------ THE INPUT ------
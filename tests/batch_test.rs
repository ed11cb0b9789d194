use mail_segment::{
    BatchRunner, ContextWindow, Document, JsonLinesSink, Label, LabelDistribution,
    LineClassifier, LookupClassifier, Record, RecordSink, Result, RunSummary, SegmentError,
    Segmenter, SegmenterConfig,
};
use serde_json::{Map, Value, json};
use std::sync::Arc;
use std::sync::atomic::{AtomicBool, Ordering};

fn numbered(n: u64, text: &str) -> Document {
    let mut metadata = Map::new();
    metadata.insert("n".into(), json!(n));
    metadata.insert("text".into(), Value::String(text.into()));
    Document::from_json(metadata)
}

fn documents(count: u64) -> Vec<Document> {
    (0..count)
        .map(|n| numbered(n, &format!("message {n}\n")))
        .collect()
}

fn paragraph_fallback() -> LookupClassifier {
    LookupClassifier::new(LabelDistribution::one_hot(Label::Paragraph))
}

/// Fails every window centred on a line containing "boom"
struct FailingClassifier;

impl LineClassifier for FailingClassifier {
    fn classify(&self, window: &ContextWindow<'_>) -> Result<LabelDistribution> {
        match window.center() {
            Some(line) if line.contains("boom") => {
                Err(SegmentError::Classifier("model crashed".into()))
            }
            _ => Ok(LabelDistribution::one_hot(Label::Paragraph)),
        }
    }
}

/// Rejects records whose `n` is in the list
struct RejectingSink {
    reject: Vec<u64>,
    accepted: Vec<Record>,
}

impl RecordSink for RejectingSink {
    fn write_record(&mut self, record: &Record) -> Result<()> {
        let n = record.metadata["n"].as_u64().unwrap_or_default();
        if self.reject.contains(&n) {
            return Err(SegmentError::Sink(format!("index unavailable for {n}")));
        }
        self.accepted.push(record.clone());
        Ok(())
    }
}

fn order(records: &[Record]) -> Vec<u64> {
    records
        .iter()
        .map(|r| r.metadata["n"].as_u64().unwrap())
        .collect()
}

// --- Ordering ---

#[test]
fn test_records_follow_input_order() {
    let classifier = paragraph_fallback();
    let segmenter = Segmenter::new(&classifier, SegmenterConfig::default()).unwrap();
    let runner = BatchRunner::new(segmenter, 3).with_threads(4);

    let mut sink: Vec<Record> = Vec::new();
    let summary = runner.run(documents(20), &mut sink).unwrap();

    assert_eq!(order(&sink), (0..20).collect::<Vec<_>>());
    assert_eq!(summary.documents, 20);
    assert_eq!(summary.records, 20);
    assert_eq!(summary.batches, 7);
    assert!(!summary.cancelled);
}

#[test]
fn test_thread_count_does_not_change_output() {
    let classifier = paragraph_fallback().with_label("message 3", Label::Closing);

    let run = |threads| {
        let segmenter = Segmenter::new(&classifier, SegmenterConfig::default()).unwrap();
        let mut sink: Vec<Record> = Vec::new();
        BatchRunner::new(segmenter, 2)
            .with_threads(threads)
            .run(documents(9), &mut sink)
            .unwrap();
        sink
    };

    assert_eq!(run(1), run(3));
}

// --- Failures ---

#[test]
fn test_sink_failure_does_not_abort_siblings() {
    let classifier = paragraph_fallback();
    let segmenter = Segmenter::new(&classifier, SegmenterConfig::default()).unwrap();
    let runner = BatchRunner::new(segmenter, 5).with_threads(1);

    let mut sink = RejectingSink {
        reject: vec![1, 3],
        accepted: Vec::new(),
    };
    let summary = runner.run(documents(5), &mut sink).unwrap();

    assert_eq!(summary.sink_failures, 2);
    assert_eq!(summary.records, 3);
    assert_eq!(order(&sink.accepted), [0, 2, 4]);
}

#[test]
fn test_classifier_failure_only_loses_its_batch() {
    let segmenter = Segmenter::new(&FailingClassifier, SegmenterConfig::default()).unwrap();
    let runner = BatchRunner::new(segmenter, 1).with_threads(2);

    let input = vec![
        numbered(0, "fine\n"),
        numbered(1, "boom\n"),
        numbered(2, "also fine\n"),
    ];
    let mut sink: Vec<Record> = Vec::new();
    let summary = runner.run(input, &mut sink).unwrap();

    assert_eq!(summary.failed_batches, 1);
    assert_eq!(order(&sink), [0, 2]);
}

#[test]
fn test_dropped_and_skipped_are_counted() {
    let classifier = paragraph_fallback();
    let segmenter = Segmenter::new(&classifier, SegmenterConfig::default()).unwrap();
    let runner = BatchRunner::new(segmenter, 10);

    let input = vec![
        numbered(0, &"x\n".repeat(6000)),
        numbered(1, "\n\n"),
        numbered(2, "kept\n"),
    ];
    let mut sink: Vec<Record> = Vec::new();
    let summary = runner.run(input, &mut sink).unwrap();

    assert_eq!(
        summary,
        RunSummary {
            documents: 3,
            batches: 1,
            records: 1,
            dropped: 1,
            skipped: 1,
            failed_batches: 0,
            sink_failures: 0,
            cancelled: false,
        }
    );
}

// --- Cancellation ---

#[test]
fn test_shutdown_before_start_submits_nothing() {
    let classifier = paragraph_fallback();
    let segmenter = Segmenter::new(&classifier, SegmenterConfig::default()).unwrap();
    let shutdown = Arc::new(AtomicBool::new(true));
    let runner = BatchRunner::new(segmenter, 2).with_shutdown(Arc::clone(&shutdown));

    let mut sink: Vec<Record> = Vec::new();
    let summary = runner.run(documents(6), &mut sink).unwrap();

    assert!(summary.cancelled);
    assert!(sink.is_empty());
    assert_eq!(summary.documents, 0);
}

#[test]
fn test_shutdown_mid_run_keeps_written_output() {
    struct StopAfterFirst {
        shutdown: Arc<AtomicBool>,
        records: Vec<Record>,
    }

    impl RecordSink for StopAfterFirst {
        fn write_record(&mut self, record: &Record) -> Result<()> {
            self.records.push(record.clone());
            self.shutdown.store(true, Ordering::SeqCst);
            Ok(())
        }
    }

    let classifier = paragraph_fallback();
    let segmenter = Segmenter::new(&classifier, SegmenterConfig::default()).unwrap();
    let runner = BatchRunner::new(segmenter, 1).with_threads(1);

    let mut sink = StopAfterFirst {
        shutdown: runner.shutdown_handle(),
        records: Vec::new(),
    };
    let summary = runner.run(documents(4), &mut sink).unwrap();

    assert!(summary.cancelled);
    assert_eq!(order(&sink.records), [0]);
}

// --- Sinks ---

#[test]
fn test_json_lines_sink_writes_one_object_per_line() {
    let classifier = paragraph_fallback();
    let segmenter = Segmenter::new(&classifier, SegmenterConfig::default()).unwrap();
    let runner = BatchRunner::new(segmenter, 2);

    let mut sink = JsonLinesSink::new(Vec::new());
    runner.run(documents(3), &mut sink).unwrap();
    let output = String::from_utf8(sink.into_inner()).unwrap();

    let lines: Vec<Value> = output
        .lines()
        .map(|l| serde_json::from_str(l).unwrap())
        .collect();
    assert_eq!(lines.len(), 3);
    assert_eq!(lines[2]["n"], json!(2));
    assert_eq!(lines[2]["text"], json!("message 2\n\n"));
    assert_eq!(lines[2]["labels"], json!([[0, 9, "paragraph"]]));
}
------
Make an exact copy of all the lines above.

▸ RESPONSE FOR THIS EXERCISE:
filename tests/batch_test.rs
repository ed11cb0b9789d194
use mail_segment::{
    BatchRunner, ContextWindow, Document, JsonLinesSink, Label, LabelDistribution,
    LineClassifier, LookupClassifier, Record, RecordSink, Result, RunSummary, SegmentError,
    Segmenter, SegmenterConfig,
};
use serde_json::{Map, Value, json};
use std::sync::Arc;
use std::sync::atomic::{AtomicBool, Ordering};

fn numbered(n: u64, text: &str) -> Document {
    let mut metadata = Map::new();
    metadata.insert("n".into(), json!(n));
    metadata.insert("text".into(), Value::String(text.into()));
    Document::from_json(metadata)
}

fn documents(count: u64) -> Vec<Document> {
    (0..count)
        .map(|n| numbered(n, &format!("message {n}\n")))
        .collect()
}

fn paragraph_fallback() -> LookupClassifier {
    LookupClassifier::new(LabelDistribution::one_hot(Label::Paragraph))
}

/// Fails every window centred on a line containing "boom"
struct FailingClassifier;

impl LineClassifier for FailingClassifier {
    fn classify(&self, window: &ContextWindow<'_>) -> Result<LabelDistribution> {
        match window.center() {
            Some(line) if line.contains("boom") => {
                Err(SegmentError::Classifier("model crashed".into()))
            }
            _ => Ok(LabelDistribution::one_hot(Label::Paragraph)),
        }
    }
}

/// Rejects records whose `n` is in the list
struct RejectingSink {
    reject: Vec<u64>,
    accepted: Vec<Record>,
}

impl RecordSink for RejectingSink {
    fn write_record(&mut self, record: &Record) -> Result<()> {
        let n = record.metadata["n"].as_u64().unwrap_or_default();
        if self.reject.contains(&n) {
            return Err(SegmentError::Sink(format!("index unavailable for {n}")));
        }
        self.accepted.push(record.clone());
        Ok(())
    }
}

fn order(records: &[Record]) -> Vec<u64> {
    records
        .iter()
        .map(|r| r.metadata["n"].as_u64().unwrap())
        .collect()
}

// --- Ordering ---

#[test]
fn test_records_follow_input_order() {
    let classifier = paragraph_fallback();
    let segmenter = Segmenter::new(&classifier, SegmenterConfig::default()).unwrap();
    let runner = BatchRunner::new(segmenter, 3).with_threads(4);

    let mut sink: Vec<Record> = Vec::new();
    let summary = runner.run(documents(20), &mut sink).unwrap();

    assert_eq!(order(&sink), (0..20).collect::<Vec<_>>());
    assert_eq!(summary.documents, 20);
    assert_eq!(summary.records, 20);
    assert_eq!(summary.batches, 7);
    assert!(!summary.cancelled);
}

#[test]
fn test_thread_count_does_not_change_output() {
    let classifier = paragraph_fallback().with_label("message 3", Label::Closing);

    let run = |threads| {
        let segmenter = Segmenter::new(&classifier, SegmenterConfig::default()).unwrap();
        let mut sink: Vec<Record> = Vec::new();
        BatchRunner::new(segmenter, 2)
            .with_threads(threads)
            .run(documents(9), &mut sink)
            .unwrap();
        sink
    };

    assert_eq!(run(1), run(3));
}

// --- Failures ---

#[test]
fn test_sink_failure_does_not_abort_siblings() {
    let classifier = paragraph_fallback();
    let segmenter = Segmenter::new(&classifier, SegmenterConfig::default()).unwrap();
    let runner = BatchRunner::new(segmenter, 5).with_threads(1);

    let mut sink = RejectingSink {
        reject: vec![1, 3],
        accepted: Vec::new(),
    };
    let summary = runner.run(documents(5), &mut sink).unwrap();

    assert_eq!(summary.sink_failures, 2);
    assert_eq!(summary.records, 3);
    assert_eq!(order(&sink.accepted), [0, 2, 4]);
}

#[test]
fn test_classifier_failure_only_loses_its_batch() {
    let segmenter = Segmenter::new(&FailingClassifier, SegmenterConfig::default()).unwrap();
    let runner = BatchRunner::new(segmenter, 1).with_threads(2);

    let input = vec![
        numbered(0, "fine\n"),
        numbered(1, "boom\n"),
        numbered(2, "also fine\n"),
    ];
    let mut sink: Vec<Record> = Vec::new();
    let summary = runner.run(input, &mut sink).unwrap();

    assert_eq!(summary.failed_batches, 1);
    assert_eq!(order(&sink), [0, 2]);
}

#[test]
fn test_dropped_and_skipped_are_counted() {
    let classifier = paragraph_fallback();
    let segmenter = Segmenter::new(&classifier, SegmenterConfig::default()).unwrap();
    let runner = BatchRunner::new(segmenter, 10);

    let input = vec![
        numbered(0, &"x\n".repeat(6000)),
        numbered(1, "\n\n"),
        numbered(2, "kept\n"),
    ];
    let mut sink: Vec<Record> = Vec::new();
    let summary = runner.run(input, &mut sink).unwrap();

    assert_eq!(
        summary,
        RunSummary {
            documents: 3,
            batches: 1,
            records: 1,
            dropped: 1,
            skipped: 1,
            failed_batches: 0,
            sink_failures: 0,
            cancelled: false,
        }
    );
}

// --- Cancellation ---

#[test]
fn test_shutdown_before_start_submits_nothing() {
    let classifier = paragraph_fallback();
    let segmenter = Segmenter::new(&classifier, SegmenterConfig::default()).unwrap();
    let shutdown = Arc::new(AtomicBool::new(true));
    let runner = BatchRunner::new(segmenter, 2).with_shutdown(Arc::clone(&shutdown));

    let mut sink: Vec<Record> = Vec::new();
    let summary = runner.run(documents(6), &mut sink).unwrap();

    assert!(summary.cancelled);
    assert!(sink.is_empty());
    assert_eq!(summary.documents, 0);
}

#[test]
fn test_shutdown_mid_run_keeps_written_output() {
    struct StopAfterFirst {
        shutdown: Arc<AtomicBool>,
        records: Vec<Record>,
    }

    impl RecordSink for StopAfterFirst {
        fn write_record(&mut self, record: &Record) -> Result<()> {
            self.records.push(record.clone());
            self.shutdown.store(true, Ordering::SeqCst);
            Ok(())
        }
    }

    let classifier = paragraph_fallback();
    let segmenter = Segmenter::new(&classifier, SegmenterConfig::default()).unwrap();
    let runner = BatchRunner::new(segmenter, 1).with_threads(1);

    let mut sink = StopAfterFirst {
        shutdown: runner.shutdown_handle(),
        records: Vec::new(),
    };
    let summary = runner.run(documents(4), &mut sink).unwrap();

    assert!(summary.cancelled);
    assert_eq!(order(&sink.records), [0]);
}

// --- Sinks ---

#[test]
fn test_json_lines_sink_writes_one_object_per_line() {
    let classifier = paragraph_fallback();
    let segmenter = Segmenter::new(&classifier, SegmenterConfig::default()).unwrap();
    let runner = BatchRunner::new(segmenter, 2);

    let mut sink = JsonLinesSink::new(Vec::new());
    runner.run(documents(3), &mut sink).unwrap();
    let output = String::from_utf8(sink.into_inner()).unwrap();

    let lines: Vec<Value> = output
        .lines()
        .map(|l| serde_json::from_str(l).unwrap())
        .collect();
    assert_eq!(lines.len(), 3);
    assert_eq!(lines[2]["n"], json!(2));
    assert_eq!(lines[2]["text"], json!("message 2\n\n"));
    assert_eq!(lines[2]["labels"], json!([[0, 9, "paragraph"]]));
}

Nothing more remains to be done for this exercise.